No53 The Boulevarde/Brick Wharf Road Woy Woy, beside what might be the former 'Roma' boarding house. The front is here. Looking at the amount of doors on the side of this place, I'm wondering if its been a boarding house too at some point.

Sunday, January 22, 2006

Roma

Another building in bustling downtown Woy Woy. Due to its position and size, this one 's a good candidate for "former boarding house, Fred Couche 'Roma', 45 The Boulevarde Woy Woy ... c.1891". For some reason I keep forgetting to ask what street number it is.

St Vinnie's
(Big version)

St Vinnie's II
(Big version)

It's not hard to see where the windows have been bricked up. The ones on the other side are still there. So is half the ceiling decoration.

St Vinnie's III
(Big version)

T'other side. That line just above the side windows looks like where the veranda roof went on.

St Vinnie's IV
(Big version)

One half of the ceiling is still like this. The other half is smooth plaster so perhaps the building has been divided into two shops at some point and renovated separately.
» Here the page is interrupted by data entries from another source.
//! HTTP server rendering the card search page
//!
//! Routes are organized into modules:
//! - routes::search: Search page, results fragment, JSON search and games

pub mod error;
pub mod routes;

use axum::response::IntoResponse;
use axum::{routing::get, Router};
use std::sync::Arc;
use tcgsearch_client::PricingApi;
use tcgsearch_config::Config;
use tokio::net::TcpListener;
use tower_http::cors::CorsLayer;

pub use error::ApiError;

/// Application state
#[derive(Clone)]
pub struct AppState {
    pub api: Arc<dyn PricingApi>,
}

impl AppState {
    pub fn new(api: Arc<dyn PricingApi>) -> Self {
        Self { api }
    }
}

/// Create the application router
pub fn create_router(state: AppState) -> Router {
    use routes::search::{api_games, api_search, page_search};

    let json_api = Router::new()
        .route("/api/health", get(health_check))
        .route("/api/games", get(api_games))
        .route("/api/search", get(api_search))
        .layer(CorsLayer::permissive());

    Router::new()
        .route("/", get(page_search))
        .merge(json_api)
        .with_state(state)
}

/// Health check endpoint
async fn health_check() -> &'static str {
    "OK"
}

// ==================== Template Functions ====================

/// Base HTML template
pub fn base_html(title: &str, content: &str) -> String {
    format!(
        r#"<!DOCTYPE html>
<html lang="en">
<head>
    <meta charset="UTF-8">
    <meta name="viewport" content="width=device-width, initial-scale=1.0">
    <meta name="description" content="Search for your favorite TCG cards">
    <title>{}</title>
    <script src="https://unpkg.com/htmx.org@1.9.10"></script>
    <script src="https://cdn.tailwindcss.com"></script>
    <style>
        .htmx-indicator {{ opacity: 0; transition: opacity 0.3s; }}
        .htmx-request .htmx-indicator {{ opacity: 1; }}
        .htmx-request.htmx-indicator {{ opacity: 1; }}
    </style>
</head>
<body class="min-h-screen bg-gradient-to-b from-white via-gray-50 to-gray-100 dark:from-[#030312] dark:via-[#000000] dark:to-[#000000] text-gray-900 dark:text-gray-100 antialiased">
    {}
</body>
</html>"#,
        tcgsearch_utils::escape_html(title),
        content
    )
}

/// Centered card layout with footer
pub fn page_layout(inner_content: &str) -> String {
    format!(
        r#"<div class='min-h-screen flex items-start justify-center py-20 px-6'>
    <div class='w-full max-w-4xl'>
        <main class='mx-auto bg-white/60 dark:bg-gray-900/50 backdrop-blur-md border border-gray-100 dark:border-gray-800 rounded-3xl shadow-2xl p-8'>
            {}
        </main>
        <footer class='mt-6 text-center text-sm text-gray-500 dark:text-gray-400'>
            Secure TCG Search — private API key used on the server
        </footer>
    </div>
</div>"#,
        inner_content
    )
}

/// Check if request is from HTMX (partial page update)
pub fn is_htmx_request(headers: &axum::http::HeaderMap) -> bool {
    headers.get("hx-request").is_some()
}

/// HTML response whose body depends on `HX-Request`
pub fn page_response(html: String) -> axum::response::Response {
    (
        [(axum::http::header::VARY, "HX-Request")],
        axum::response::Html(html),
    )
        .into_response()
}

/// Start the HTTP server
///
/// Binds to the configured address and serves until Ctrl-C.
pub async fn start_server(config: &Config, api: Arc<dyn PricingApi>) -> Result<(), ApiError> {
    let addr = config.bind_address();
    let router = create_router(AppState::new(api));

    let listener = TcpListener::bind(&addr).await.map_err(|source| ApiError::Bind {
        addr: addr.clone(),
        source,
    })?;
    log::info!("Starting tcgsearch server on http://{}", addr);
    log::info!("Available routes:");
    log::info!("  - / (Card search)");
    log::info!("  - /api/search, /api/games (JSON)");
    log::info!("  - /api/health");

    axum::serve(listener, router)
        .with_graceful_shutdown(shutdown_signal())
        .await
        .map_err(ApiError::Serve)?;

    log::info!("Server stopped gracefully");
    Ok(())
}

async fn shutdown_signal() {
    if let Err(e) = tokio::signal::ctrl_c().await {
        log::error!("Failed to listen for shutdown signal: {}", e);
        std::future::pending::<()>().await;
    }
}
Saturday, January 21, 2006

Sunny day

Bit warmish for walking but I got a few snaps round the station area.

Wee brick church
(Big version

The building at back (beige brick) is dated 1973 and appears to be used as a Sunday school or Saturday school or whenever Seventh Day Adventists do that stuff.

Didn't find a foundation stone on the church itself. The windows and the roof on the portico (entrance thingy) are saying 1960s to me but such things aren't hard to replace. The design is Gothic but which period?

Wee brick church II
(Big version)

The front door was rather pleasant.

Wee brick church III
(Big version)

Detail of the right hand side. Those windows might be 1960s.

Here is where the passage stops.